Figure 2. Primary bile salts can explain S.Tm blooms.

(a) Quantitative cholate mass spectrometry analysis in CON^E mice (N=5) 9h after the indicated intervention. (b) Cholate titration experiment. CON^E mice (N=5,6,7) were gavaged as indicated (100μl) 1h before and 4h after S.Tm infection (5x10⁷ CFU). (c) Effect of the indicated interventions on gut luminal S.Tm densities (N=8,9). Control: CON^E mice pre-treated with streptomycin (20 mg by gavage; 24h before infection; grey). (d) Cholate sensitivity of gut-luminal microbiota from ileum (N=2), cecum (N=3) and colon (N=2) microbiota (isolated from CON^E mice) and of wt S.Tm (black circles; N=3) or indicated S.Tm mutants (N=3). Analysis was performed by SYTOXgreen-exclusion and flow cytometry (exemplary gating for S. Tm^tolC is shown). The mean value of all experiments is shown (whiskers = range). (e) Cholate-sensitivity of individual microbiota strains as analyzed in MGAM medium (2% H2, 12% CO₂, 86% N₂; table S3; N=3, analysis vs. growth without inhibitor). Controls: Wt E. coli ED1a, indicated S.Tm strains. Bars: median; Two-way ANOVA on log-normalized data with Dunnett's multiple comparison test. Dotted lines = detection limit. ns, not significant (p > 0.05), *p < 0.05, **p < 0.01, ***p < 0.005, ****p < 0.001.

Figure 3. Modeling and experimental data validate that bile-resistance promotes S.Tm growth in the fat-exposed gut.

(a,b) Mathematical model testing if bile-mediated growth inhibition can explain S.Tm vs. S.Tm^arcAB blooms after 24h of growth in the fat-, oleic acid- or cholate exposed gut (as detailed in Supplementary Information). (c,d) Competitive infections. CON^E mice (N=7,8,9) were treated as above and infected with S.Tm^wt and S.Tm^acrAB (1:1; 5x10⁷ CFU total, by gavage). S.Tm loads were quantified by plating. (d) The competitive index of S.Tm^wt vs. S.Tm^acrAB as analysed by WITS-qPCR. (e) Total S.Tm^wt or S.Tm^acrAB loads in CON^E mice (C57BL/6, N=5) infected as in figure 1a and analysed by plating 24h p.i. Bars: median; Two-way ANOVA on log-normalized data with Dunnett's multiple comparison test. Dotted lines = detection limit. *p<0.05, **p<0.01, ***p<0.005, ****p<0.001.

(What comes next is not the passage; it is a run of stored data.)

//! Replica addressing and preference lists.

use serde::{Deserialize, Serialize};
use std::fmt;

/// Network identity of a replica: where its RPC endpoint listens.
#[derive(Debug, Clone, PartialEq, Eq, Hash, PartialOrd, Ord, Serialize, Deserialize)]
pub struct ReplicaIdentity {
    pub address: String,
    pub port: u16,
}

impl ReplicaIdentity {
    pub fn new(address: impl Into<String>, port: u16) -> Self {
        Self {
            address: address.into(),
            port,
        }
    }

    /// `host:port` form suitable for `TcpStream::connect`.
    #[must_use]
    pub fn endpoint(&self) -> String {
        self.to_string()
    }
}

impl fmt::Display for ReplicaIdentity {
    fn fmt(&self, f: &mut fmt::Formatter<'_>) -> fmt::Result {
        write!(f, "{}:{}", self.address, self.port)
    }
}

/// Rotate a preference list left by one position.
///
/// Giving each node the canonical ring rotated by its index yields a
/// distinct list per node, each starting at a different ring position.
#[must_use]
pub fn rotate_preference_list(list: &[ReplicaIdentity]) -> Vec<ReplicaIdentity> {
    let mut rotated = list.to_vec();
    if !rotated.is_empty() {
        rotated.rotate_left(1);
    }
    rotated
}

/// The canonical ring rotated `index` times.
#[must_use]
pub fn preference_list_for(canonical: &[ReplicaIdentity], index: usize) -> Vec<ReplicaIdentity> {
    let mut list = canonical.to_vec();
    if !list.is_empty() {
        list.rotate_left(index % canonical.len());
    }
    list
}

#[cfg(test)]
mod tests {
    use super::*;

    fn ring() -> Vec<ReplicaIdentity> {
        (0..3).map(|i| ReplicaIdentity::new("127.0.0.1", 7000 + i)).collect()
    }

    #[test]
    fn test_rotate_by_one() {
        let rotated = rotate_preference_list(&ring());
        let ports: Vec<u16> = rotated.iter().map(|n| n.port).collect();
        assert_eq!(ports, vec![7001, 7002, 7000]);
        assert!(rotate_preference_list(&[]).is_empty());
    }

    #[test]
    fn test_each_index_starts_at_itself() {
        let ring = ring();
        for (i, node) in ring.iter().enumerate() {
            let list = preference_list_for(&ring, i);
            assert_eq!(&list[0], node);
            assert_eq!(list.len(), ring.len());
        }
        assert_eq!(preference_list_for(&ring, 4), preference_list_for(&ring, 1));
    }

    #[test]
    fn test_display() {
        assert_eq!(ReplicaIdentity::new("localhost", 8080).to_string(), "localhost:8080");
    }
}
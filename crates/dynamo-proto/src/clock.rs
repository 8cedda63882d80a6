//! Vector clocks for causal ordering of replicated versions.
//!
//! A [`VectorClock`] maps a replica's causality identifier to a counter.
//! A missing identifier reads as zero, and zero counters are never stored,
//! so two clocks are equal exactly when their stored entries are equal.

use serde::{Deserialize, Serialize};
use std::cmp::Ordering;
use std::collections::BTreeMap;
use std::fmt;

/// A multipart timestamp: one monotonically non-decreasing counter per replica.
#[derive(Debug, Clone, Default, PartialEq, Eq, Serialize, Deserialize)]
#[serde(from = "BTreeMap<String, u64>", into = "BTreeMap<String, u64>")]
pub struct VectorClock {
    entries: BTreeMap<String, u64>,
}

impl VectorClock {
    /// Create a new empty vector clock.
    #[must_use]
    pub fn new() -> Self {
        Self::default()
    }

    /// Build a clock from preset counters. Zero counters are dropped.
    #[must_use]
    pub fn preset<I, K>(counters: I) -> Self
    where
        I: IntoIterator<Item = (K, u64)>,
        K: Into<String>,
    {
        let entries = counters
            .into_iter()
            .filter(|(_, counter)| *counter > 0)
            .map(|(id, counter)| (id.into(), counter))
            .collect();
        Self { entries }
    }

    /// Get the current counter for a replica (zero if absent).
    #[must_use]
    pub fn get(&self, id: &str) -> u64 {
        self.entries.get(id).copied().unwrap_or(0)
    }

    /// Number of replicas with a non-zero counter.
    #[must_use]
    pub fn len(&self) -> usize {
        self.entries.len()
    }

    #[must_use]
    pub fn is_empty(&self) -> bool {
        self.entries.is_empty()
    }

    /// Iterate over `(replica, counter)` pairs in replica order.
    pub fn iter(&self) -> impl Iterator<Item = (&str, u64)> {
        self.entries.iter().map(|(id, counter)| (id.as_str(), *counter))
    }

    /// Increment the counter owned by `id`, creating it at 1 if absent.
    pub fn increment(&mut self, id: &str) {
        let entry = self.entries.entry(id.to_string()).or_insert(0);
        *entry = entry.saturating_add(1);
    }

    /// Make this clock causally descended from every clock in `others`.
    ///
    /// The result is the pointwise maximum of `self` and all `others`.
    pub fn combine<'a, I>(&mut self, others: I)
    where
        I: IntoIterator<Item = &'a VectorClock>,
    {
        for other in others {
            for (id, &counter) in &other.entries {
                let entry = self.entries.entry(id.clone()).or_insert(0);
                *entry = (*entry).max(counter);
            }
        }
    }

    /// True iff both clocks hold the same replicas with the same counters.
    #[must_use]
    pub fn equals(&self, other: &Self) -> bool {
        self.entries == other.entries
    }

    /// True iff `self` happened strictly before `other`.
    ///
    /// Not symmetric: classify a pair by asking in both directions.
    #[must_use]
    pub fn less_than(&self, other: &Self) -> bool {
        // A clock that knows more replicas can never be dominated.
        if self.entries.len() > other.entries.len() {
            return false;
        }
        if self.equals(other) {
            return false;
        }
        self.entries
            .iter()
            .all(|(id, &counter)| counter <= other.get(id))
    }

    /// True iff neither clock is equal to nor causally before the other.
    #[must_use]
    pub fn concurrent(&self, other: &Self) -> bool {
        !(self.equals(other) || self.less_than(other) || other.less_than(self))
    }

    /// Classify the causal relationship between two clocks.
    ///
    /// Returns:
    /// - `Less`: this clock happened-before other.
    /// - `Equal`: clocks are equal.
    /// - `Greater`: other clock happened-before this.
    /// - `None`: concurrent.
    #[must_use]
    pub fn causal_cmp(&self, other: &Self) -> Option<Ordering> {
        if self.equals(other) {
            Some(Ordering::Equal)
        } else if self.less_than(other) {
            Some(Ordering::Less)
        } else if other.less_than(self) {
            Some(Ordering::Greater)
        } else {
            None
        }
    }
}

impl From<BTreeMap<String, u64>> for VectorClock {
    fn from(counters: BTreeMap<String, u64>) -> Self {
        Self::preset(counters)
    }
}

impl From<VectorClock> for BTreeMap<String, u64> {
    fn from(clock: VectorClock) -> Self {
        clock.entries
    }
}

impl fmt::Display for VectorClock {
    fn fmt(&self, f: &mut fmt::Formatter<'_>) -> fmt::Result {
        f.write_str("{")?;
        for (i, (id, counter)) in self.entries.iter().enumerate() {
            if i > 0 {
                f.write_str(", ")?;
            }
            write!(f, "{id}:{counter}")?;
        }
        f.write_str("}")
    }
}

Figure 4. E. coli limits the S.Tm infection after WD-shift or oleic acid gavage.

(a-c) Competitive infection with the E. coli mix. CON^E mice (N=7,8,9,10,17) were treated as in figure 1a and infected with wt S.Tm and the E. coli 8178, CFT073 and Z1324 mix, as indicated (5x10⁷ CFU by gavage). (a,b) E. coli and S.Tm loads were determined by plating. (c) Cecum histopathology 96h p.i.. H&E images represent median sample from corresponding treatment. (d) Competitive infection with E. coli 8178. CON^E mice (N=9,15) were treated as above and gavaged with E. coli 8178 and S.Tm, as indicated (5x10⁷ cfu). Triangles: control mice re-plotted from (b). #: none detected; Bars: median; ns, not significant (p > 0.05), *p < 0.05, **p < 0.01, ***p < 0.005, ****p < 0.001, Two-way ANOVA on log-normalized data with Dunnett's multiple comparison test (for b,d), two-tailed Mann-Whitney U-test (for c). Dotted lines: detection limit.